Calculus Help Please ASAP?

Question

I'm stuck on these few problems. Somebody please help me I've been struggling for an hour now.

I need to find the derivitive:

1. f(x) = (2x^2 + 5)^7
2. f(x) = 1 / 3 square root of 3 - x^3
3. y = x^3 square root of x + 1

this one need you need to find the tangent line equation
4. f(x) = square root of 2x + 1 (4,3)

this one you need to find the acceleration
5. f(x) = square root of x^3 + 1 with x = 2

all answers/help/suggestions are appreciated
Thank You

Answer 1

Use chain rule for all these problems.
1. f'(x) = 7(2x^2 + 5)^6 (4x)
2. You need to use parenthesis to make it clear.
3. f'(x) = 3x^2 sqsrt(x+1) + x^3/[2sqrt(x+1)]
...

Answer 2

1. Remember that the derivative of a function x^n is n*x^(n-1).
for example, the derivative of x^8 is 8x^7 , the derivative of x^41 is 41x^40.
Second remember the chain rule, that says you can treat all the stuff in parenthesis as a variable, then multiply by the derivative of the stuff in the parenthesis. I've tried to avoid the formal definition involving composition of functions.
for example, suppose f(x) = (3x^3 + 2)^4 . choose the stuff
inside the parenthesis to be u, like, u=3x^3+2
then f(x) = u^4. f'(x) = 4u^3 * derivative of u ("du/dx").
derivative of u is 3x^2. Putting it all together and replacing u with what it is equal to, you get
df/dx = 4(3x^3+2) * 3x^2.
Now you can do something similar for the real problem.

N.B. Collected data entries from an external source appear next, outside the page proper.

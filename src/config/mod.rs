use rust_decimal::Decimal;

pub mod loader;
pub mod types;

pub use loader::*;
pub use types::*;

use self::types as cfg;

pub(crate) fn default_logging_level() -> String {
    "info".to_string()
}

pub(crate) fn default_prometheus_listen() -> String {
    "0.0.0.0:9898".to_string()
}

pub(crate) fn default_session_ws_url() -> String {
    "wss://clearnet.demeter.farm/ws".to_string()
}

pub(crate) fn default_session_application() -> String {
    "demeter-farm-v1".to_string()
}

pub(crate) fn default_session_request_timeout_ms() -> u64 {
    5_000
}

pub(crate) fn default_fallback_savings_per_action_usd() -> Decimal {
    // 每个链下动作约等于省掉一笔 L2 交易的 gas。
    Decimal::new(25, 2)
}

pub(crate) fn default_relay_endpoint() -> String {
    "https://settle.demeter.farm/api/settle".to_string()
}

pub(crate) fn default_relay_timeout_ms() -> u64 {
    8_000
}

pub(crate) fn default_upgrade_apy_step_bps() -> u32 {
    50
}

pub(crate) fn default_entity_level() -> u32 {
    1
}

pub(crate) fn default_entity_apy_bps() -> u32 {
    300
}

impl Default for cfg::DemeterConfig {
    fn default() -> Self {
        Self {
            global: cfg::GlobalConfig::default(),
            session: cfg::SessionConfig::default(),
            relay: cfg::RelayConfig::default(),
            chains: Vec::new(),
            game: cfg::GameConfig::default(),
        }
    }
}

impl Default for cfg::GlobalConfig {
    fn default() -> Self {
        Self {
            wallet: cfg::WalletConfig::default(),
            logging: cfg::LoggingConfig::default(),
            prometheus: cfg::PrometheusConfig::default(),
        }
    }
}

impl Default for cfg::WalletConfig {
    fn default() -> Self {
        Self {
            address: String::new(),
        }
    }
}

impl Default for cfg::LoggingConfig {
    fn default() -> Self {
        Self {
            level: default_logging_level(),
            json: false,
        }
    }
}

impl Default for cfg::PrometheusConfig {
    fn default() -> Self {
        Self {
            enable: false,
            listen: default_prometheus_listen(),
        }
    }
}

impl Default for cfg::SessionConfig {
    fn default() -> Self {
        Self {
            ws_url: default_session_ws_url(),
            application: default_session_application(),
            request_timeout_ms: default_session_request_timeout_ms(),
            fallback_savings_per_action_usd: default_fallback_savings_per_action_usd(),
        }
    }
}

impl Default for cfg::RelayConfig {
    fn default() -> Self {
        Self {
            endpoint: default_relay_endpoint(),
            timeout_ms: default_relay_timeout_ms(),
        }
    }
}

impl Default for cfg::GameConfig {
    fn default() -> Self {
        Self {
            upgrade_apy_step_bps: default_upgrade_apy_step_bps(),
            entities: Vec::new(),
        }
    }
}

4. The slope of a tangent line is equal to the slope of the curve at the point of tangency. And the slope of the curve is just the derivative of the function at that point. In this case, the point is x=4 y=3. So take the derivative of the function, plug in the value 4, and find the slope of the tangent line. Now just find a line of that slope going through (4, 3).

5. Assuming that f(x) is the formula for the position of x, the velocity will be the first derivative of the function, and the acceleration will be the second derivative of the function.

Sorry to not just give you the answers, I want you to learn how to do it on your own.

If you look like your avatar, you should have no trouble finding a guy in your class very motivated to help you with this stuff.